Researchers have discovered that dogs are capable of forming a multi-modal mental image of familiar objects. Many dogs can easily locate a particular toy or object that they are obsessed with, from a pile of other items. As part of a new study by the Eotvos Lorand University in Budapest’s Family Dog Project, researchers attempted to understand how a dog’s brain visualises their favourite objects.

“If we can understand which senses dogs use while searching for a toy, this may reveal how they think about it. When dogs use olfaction or sight while searching for a toy, this indicates that they know what that toy smells or looks like,” said Shany Dror, lead researcher of the study published in Animal Cognition.
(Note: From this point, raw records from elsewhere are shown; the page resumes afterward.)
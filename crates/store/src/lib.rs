use std::path::{Path, PathBuf};

use anyhow::{Context, Result};
use rusqlite::{params, Connection, OptionalExtension};
use tracing::debug;
use versus_core::{Record, RecordId, RecordStore, VersusError};

/// SQLite-backed record store. Every entity shares one `records` table; the
/// full record is kept as JSON next to the columns used for lookups.
///
/// A transaction is opened by the first staged write and closed by
/// `commit`, so reads on the same connection see staged rows.
pub struct SqliteStore {
    conn: Connection,
    path: Option<PathBuf>,
    next_id: u64,
    in_tx: bool,
}

impl SqliteStore {
    pub fn open<P: AsRef<Path>>(path: P) -> Result<Self> {
        let path = path.as_ref().to_path_buf();
        let conn = Connection::open(&path)
            .with_context(|| format!("failed to open database {}", path.display()))?;
        Self::with_connection(conn, Some(path))
    }

    pub fn open_in_memory() -> Result<Self> {
        Self::with_connection(Connection::open_in_memory()?, None)
    }

    fn with_connection(conn: Connection, path: Option<PathBuf>) -> Result<Self> {
        let mut store = Self {
            conn,
            path,
            next_id: 0,
            in_tx: false,
        };
        store.init()?;
        store.next_id = store.max_id()?;
        Ok(store)
    }

    pub fn path(&self) -> Option<&Path> {
        self.path.as_deref()
    }

    fn init(&self) -> Result<()> {
        self.conn
            .execute_batch(
                r#"
            CREATE TABLE IF NOT EXISTS records (
                id INTEGER PRIMARY KEY,
                entity TEXT NOT NULL,
                name TEXT,
                body TEXT NOT NULL,
                created_at TEXT DEFAULT CURRENT_TIMESTAMP
            );
            CREATE INDEX IF NOT EXISTS idx_records_entity_name ON records(entity, name);
            "#,
            )
            .context("failed to initialise records table")?;
        Ok(())
    }

    fn max_id(&self) -> Result<u64> {
        let max: Option<i64> = self
            .conn
            .query_row("SELECT MAX(id) FROM records", [], |row| row.get(0))?;
        Ok(max.unwrap_or(0).max(0) as u64)
    }

    pub fn count(&self, entity: &str) -> Result<usize> {
        let count: i64 = self.conn.query_row(
            "SELECT COUNT(*) FROM records WHERE entity = ?1",
            [entity],
            |row| row.get(0),
        )?;
        Ok(count as usize)
    }

    pub fn rollback(&mut self) -> Result<()> {
        if self.in_tx {
            self.conn.execute_batch("ROLLBACK")?;
            self.in_tx = false;
        }
        Ok(())
    }

    fn begin(&mut self) -> rusqlite::Result<()> {
        if !self.in_tx {
            self.conn.execute_batch("BEGIN")?;
            self.in_tx = true;
        }
        Ok(())
    }

    fn query_records(
        &self,
        sql: &str,
        params: impl rusqlite::Params,
    ) -> versus_core::Result<Vec<Record>> {
        let mut stmt = self.conn.prepare(sql).map_err(store_error)?;
        let mut rows = stmt.query(params).map_err(store_error)?;
        let mut records = Vec::new();
        while let Some(row) = rows.next().map_err(store_error)? {
            let body: String = row.get(0).map_err(store_error)?;
            records.push(serde_json::from_str(&body)?);
        }
        Ok(records)
    }
}

fn store_error(err: rusqlite::Error) -> VersusError {
    VersusError::Store(err.to_string())
}

impl RecordStore for SqliteStore {
    fn allocate_id(&mut self) -> versus_core::Result<RecordId> {
        self.next_id += 1;
        Ok(RecordId(self.next_id))
    }

    fn get(&self, id: RecordId) -> versus_core::Result<Option<Record>> {
        let body: Option<String> = self
            .conn
            .query_row(
                "SELECT body FROM records WHERE id = ?1",
                [id.0 as i64],
                |row| row.get(0),
            )
            .optional()
            .map_err(store_error)?;
        Ok(body.map(|body| serde_json::from_str(&body)).transpose()?)
    }

    fn find_by_name(&self, entity: &str, name: &str) -> versus_core::Result<Option<Record>> {
        let mut records = self.query_records(
            "SELECT body FROM records WHERE entity = ?1 AND name = ?2 ORDER BY id LIMIT 1",
            params![entity, name],
        )?;
        Ok(records.pop())
    }

    fn find_all(&self, entity: &str) -> versus_core::Result<Vec<Record>> {
        self.query_records(
            "SELECT body FROM records WHERE entity = ?1 ORDER BY id",
            params![entity],
        )
    }

    fn save(&mut self, record: &Record) -> versus_core::Result<()> {
        let body = serde_json::to_string(record)?;
        self.begin().map_err(store_error)?;
        self.conn
            .execute(
                r#"
                INSERT INTO records (id, entity, name, body) VALUES (?1, ?2, ?3, ?4)
                ON CONFLICT(id) DO UPDATE SET
                    entity = excluded.entity,
                    name = excluded.name,
                    body = excluded.body
                "#,
                params![record.id.0 as i64, record.entity, record.name(), body],
            )
            .map_err(store_error)?;
        Ok(())
    }

    fn commit(&mut self) -> versus_core::Result<()> {
        if self.in_tx {
            self.conn.execute_batch("COMMIT").map_err(store_error)?;
            self.in_tx = false;
            debug!("sqlite commit");
        }
        Ok(())
    }

    fn delete_all(&mut self, tables: &[String]) -> versus_core::Result<()> {
        self.begin().map_err(store_error)?;
        for table in tables {
            let removed = self
                .conn
                .execute("DELETE FROM records WHERE entity = ?1", [table])
                .map_err(store_error)?;
            debug!(entity = %table, removed, "records deleted");
        }
        Ok(())
    }
}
For the study, the researchers conducted an experiment in which they trained 3 Gifted Word Learner dogs and 10 typical family dogs. While the GWL dogs could learn the names of objects, family dogs are unable to do so. Both types of dogs were trained to fetch a toy which was associated with a gift. Once they would successfully locate the toy, researchers would give them goodies and praise.

It was observed that all the trained dogs could select the targeted toy placed among four other objects both in dark and light. However, when the lights were switched off, it took longer for the dogs to locate the toy.

The researchers then conducted another experiment in which only the gifted dogs participated. They aimed at understanding what these dogs think when they the name of their toys.” Revealing the senses used by the dogs to search for the named toys gave us the possibility to infer what these dogs imagine when they hear, for example, Teddy Bear,” said Dr. Claudia Fugazza, co-author of the study.

It was noted that the gifted dogs successfully zeroed in on the toy which was named by their owners both in light and dark. Hence, it was concluded that dogs recall the sensory features of an object when they hear its name. They form a multisensory mental image in their minds that help them locate an object even in the dark.